ÊTRE ELLE OU AVEC ELLE
chapitre 12
AMÉLIA
16 juillet 2018
Plus de deux semaines que je n'avais pas reprit contact avec les filles. C'était à la fois beaucoup et rien du tout. En tout cas ce n'était pas suffisant pour que ma colère se tarisse et je me laissai l'opportunité de leur envoyer un message quand j'en ressentirai l'envie. Je n'avais pas fait grand-chose d'autre que dormir. Je voulais oublier le monde. Oublier qu'elles étaient peut-être en train de passer leur meilleur été, comme elles l'avaient prévu. Elles étaient peut-être complètement façonnées par les dictats de la société mais la vérité c'était qu'elles étaient en train de s'amuser et que moi j'étais seule.

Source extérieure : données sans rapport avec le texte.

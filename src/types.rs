use serde::{Deserialize, Serialize};
use uuid::Uuid;

use crate::engine::bars::Bar;

/// One resting level of the order book, best-first in the containing Vec.
#[derive(Debug, Clone, Copy, PartialEq, Serialize, Deserialize)]
pub struct DepthLevel {
    pub price: f64,
    pub qty: u64,
}

/// Loose tick shape as the feed adapter delivers it. Every field the feed
/// may omit is optional here; `TickNormalizer` decides what is acceptable.
#[derive(Debug, Clone, Default, Deserialize)]
pub struct RawTick {
    #[serde(rename = "instrumentKey")]
    pub instrument: Option<String>,
    pub price: Option<f64>,
    pub qty: Option<i64>,
    #[serde(rename = "timestampMs")]
    pub ts_ms: Option<i64>,
    #[serde(default)]
    pub bids: Vec<RawDepthLevel>,
    #[serde(default)]
    pub asks: Vec<RawDepthLevel>,
}

#[derive(Debug, Clone, Default, Deserialize)]
pub struct RawDepthLevel {
    pub price: Option<f64>,
    pub qty: Option<i64>,
}

/// Canonical market update for one instrument. `qty` is the last traded
/// quantity and may be 0 for quote-only updates.
#[derive(Debug, Clone, Serialize, Deserialize)]
pub struct Tick {
    pub instrument: String,
    pub price: f64,
    pub qty: u64,
    pub ts_ms: i64,
    pub bids: Vec<DepthLevel>,
    pub asks: Vec<DepthLevel>,
}

impl Tick {
    pub fn best_bid(&self) -> Option<f64> {
        self.bids.first().map(|l| l.price)
    }

    pub fn best_ask(&self) -> Option<f64> {
        self.asks.first().map(|l| l.price)
    }

    /// True when this tick carries an actual trade print.
    pub fn is_trade(&self) -> bool {
        self.qty > 0
    }
}

/// Side of the order book a wall rests on.
#[derive(Debug, Clone, Copy, PartialEq, Eq, Serialize, Deserialize)]
pub enum BookSide {
    Bid,
    Ask,
}

impl std::fmt::Display for BookSide {
    fn fmt(&self, f: &mut std::fmt::Formatter<'_>) -> std::fmt::Result {
        match self {
            BookSide::Bid => write!(f, "BID"),
            BookSide::Ask => write!(f, "ASK"),
        }
    }
}

/// Position direction.
#[derive(Debug, Clone, Copy, PartialEq, Eq, Serialize, Deserialize)]
pub enum Side {
    Long,
    Short,
}

impl Side {
    pub fn opposite(self) -> Side {
        match self {
            Side::Long => Side::Short,
            Side::Short => Side::Long,
        }
    }
}

impl std::fmt::Display for Side {
    fn fmt(&self, f: &mut std::fmt::Formatter<'_>) -> std::fmt::Result {
        match self {
            Side::Long => write!(f, "LONG"),
            Side::Short => write!(f, "SHORT"),
        }
    }
}

/// Candidate signal kinds produced by the order flow detector.
#[derive(Debug, Clone, Copy, PartialEq, Eq, Serialize, Deserialize)]
pub enum SignalKind {
    FailedAuctionBuy,
    FailedAuctionSell,
}

impl SignalKind {
    pub fn side(self) -> Side {
        match self {
            SignalKind::FailedAuctionBuy => Side::Long,
            SignalKind::FailedAuctionSell => Side::Short,
        }
    }
}

impl std::fmt::Display for SignalKind {
    fn fmt(&self, f: &mut std::fmt::Formatter<'_>) -> std::fmt::Result {
        match self {
            SignalKind::FailedAuctionBuy => write!(f, "FAILED_AUCTION_BUY"),
            SignalKind::FailedAuctionSell => write!(f, "FAILED_AUCTION_SELL"),
        }
    }
}

/// A candidate produced by the detector, not yet confirmed.
#[derive(Debug, Clone)]
pub struct CandidateSignal {
    pub instrument: String,
    pub kind: SignalKind,
    /// Price at the moment the candidate fired.
    pub price: f64,
    /// The broken wall price that was reclaimed.
    pub wall_price: f64,
    pub ts_ms: i64,
}

/// Why a position was closed.
#[derive(Debug, Clone, Copy, PartialEq, Eq, Serialize, Deserialize)]
pub enum ExitReason {
    SlHit,
    TpHit,
    TimeStop,
    Reversal,
    Shutdown,
}

impl std::fmt::Display for ExitReason {
    fn fmt(&self, f: &mut std::fmt::Formatter<'_>) -> std::fmt::Result {
        match self {
            ExitReason::SlHit => write!(f, "SL_HIT"),
            ExitReason::TpHit => write!(f, "TP_HIT"),
            ExitReason::TimeStop => write!(f, "TIME_STOP"),
            ExitReason::Reversal => write!(f, "REVERSAL"),
            ExitReason::Shutdown => write!(f, "SHUTDOWN"),
        }
    }
}

/// Immutable entry event, emitted once per position open.
#[derive(Debug, Clone, Serialize, Deserialize)]
pub struct TradeSignal {
    pub trade_id: Uuid,
    pub instrument: String,
    pub side: Side,
    pub price: f64,
    pub stop_loss: f64,
    pub take_profit: f64,
    pub quantity: u64,
    pub reason: String,
    pub ts_ms: i64,
}

/// Immutable exit event. `pnl` is signed: positive means the trade won.
#[derive(Debug, Clone, Serialize, Deserialize)]
pub struct TradeExit {
    pub trade_id: Uuid,
    pub instrument: String,
    pub side: Side,
    pub entry_price: f64,
    pub exit_price: f64,
    pub quantity: u64,
    pub pnl: f64,
    pub reason: ExitReason,
    pub ts_ms: i64,
}

/// Replay control status, emitted on every control transition.
#[derive(Debug, Clone, Copy, Serialize, Deserialize)]
pub struct ReplayStatus {
    pub active: bool,
    pub paused: bool,
    pub speed: f64,
}

/// Events broadcast to observers (UI, loggers). One channel carries the
/// whole pipeline output so replay and live observers see the same stream.
#[derive(Debug, Clone, Serialize)]
#[serde(tag = "type")]
pub enum EngineEvent {
    BarClosed(Bar),
    /// Throttled snapshot of the in-progress bar.
    BarSnapshot(Bar),
    WallDetected {
        instrument: String,
        side: BookSide,
        price: f64,
        qty: u64,
    },
    WallBroken {
        instrument: String,
        side: BookSide,
        price: f64,
        durability_sec: f64,
    },
    Absorption {
        instrument: String,
        side: BookSide,
        price: f64,
        absorbed_qty: u64,
    },
    Entry(TradeSignal),
    Exit(TradeExit),
    Replay(ReplayStatus),
}

/// Record shapes handed to the persistence collaborator.
#[derive(Debug, Clone, Serialize, Deserialize)]
#[serde(tag = "type")]
pub enum SinkRecord {
    #[serde(rename = "ENTRY")]
    Entry {
        #[serde(rename = "instrumentKey")]
        instrument_key: String,
        #[serde(rename = "tradeId")]
        trade_id: Uuid,
        timestamp: i64,
        price: f64,
        position_after: String,
        sl_price: f64,
        tp_price: f64,
        quantity: u64,
        reason: String,
    },
    #[serde(rename = "EXIT")]
    Exit {
        #[serde(rename = "instrumentKey")]
        instrument_key: String,
        #[serde(rename = "tradeId")]
        trade_id: Uuid,
        timestamp: i64,
        exit_price: f64,
        entry_price: f64,
        position_closed: String,
        pnl: f64,
        reason_code: String,
        quantity: u64,
    },
    #[serde(rename = "BAR")]
    BarClose {
        #[serde(rename = "instrumentKey")]
        instrument_key: String,
        timestamp: i64,
        close: f64,
        volume: u64,
        cvd: i64,
    },
}

impl SinkRecord {
    pub fn instrument(&self) -> &str {
        match self {
            SinkRecord::Entry { instrument_key, .. } => instrument_key,
            SinkRecord::Exit { instrument_key, .. } => instrument_key,
            SinkRecord::BarClose { instrument_key, .. } => instrument_key,
        }
    }

    /// Bar records are throttled per instrument; trade records never are.
    pub fn is_throttled(&self) -> bool {
        matches!(self, SinkRecord::BarClose { .. })
    }
}

impl From<&TradeSignal> for SinkRecord {
    fn from(s: &TradeSignal) -> Self {
        SinkRecord::Entry {
            instrument_key: s.instrument.clone(),
            trade_id: s.trade_id,
            timestamp: s.ts_ms,
            price: s.price,
            position_after: match s.side {
                Side::Long => "BUY".to_string(),
                Side::Short => "SELL".to_string(),
            },
            sl_price: s.stop_loss,
            tp_price: s.take_profit,
            quantity: s.quantity,
            reason: s.reason.clone(),
        }
    }
}

impl From<&TradeExit> for SinkRecord {
    fn from(e: &TradeExit) -> Self {
        SinkRecord::Exit {
            instrument_key: e.instrument.clone(),
            trade_id: e.trade_id,
            timestamp: e.ts_ms,
            exit_price: e.exit_price,
            entry_price: e.entry_price,
            position_closed: e.side.to_string(),
            pnl: e.pnl,
            reason_code: e.reason.to_string(),
            quantity: e.quantity,
        }
    }
}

Je sortais difficilement de mon lit. Je me regardais dans la glace. Je réfléchissais à mon avenir. Je ne m'étais même pas inscrite sur parcoursup. Le pire c'était que ça ne m'inquiétait pas plus que ça. J'avais passé l'année à voir mes camarades de classe se mettre dans tous leurs états de peur que leurs choix d'orientation ne soient pas acceptés. Je n'avais pas éprouvé grand-chose. On aurait dit qu'ils jouaient leurs vies. C'était peut-être le cas. Moi j'avais un recul beaucoup plus grand par rapport à tout ça, peut-être trop.
Était-ce si important d'être accepté quelque part ?
Ça ne m'était jamais vraiment arrivé, alors je ne pouvais pas savoir. A part avec les filles, parfois. J'avais bien conscience qu'il devait y avoir une faille en moi. Quelque chose qui ne fonctionnait pas vraiment bien pour que j'en arrive à me retrouver toujours isolée.
J'avais bien quelques idées. Peut-être étais-je trop sensible et qu'il fallait que je trouve du sens à la moindre petite chose pour m'y intéresser. Peut-être que j'avais peur de vivre par peur de créer des mauvais souvenirs. Peut-être que je prenais les choses trop à cœur. Peut-être que j'étais un peu en dépression. Rien ne me donnait envie de vivre.
Ou peut-être que j'avais trop envie de vivre mais comme tout ne se passait pas comme je le voulais alors je préférais me retirer de la scène pour attendre en coulisses. Je n'étais pas celle que je pensais être. Comment agir en étant témoin de ça ? C'était lors d'une soirée pyjama chez Jeanne que je m'en étais rendue compte.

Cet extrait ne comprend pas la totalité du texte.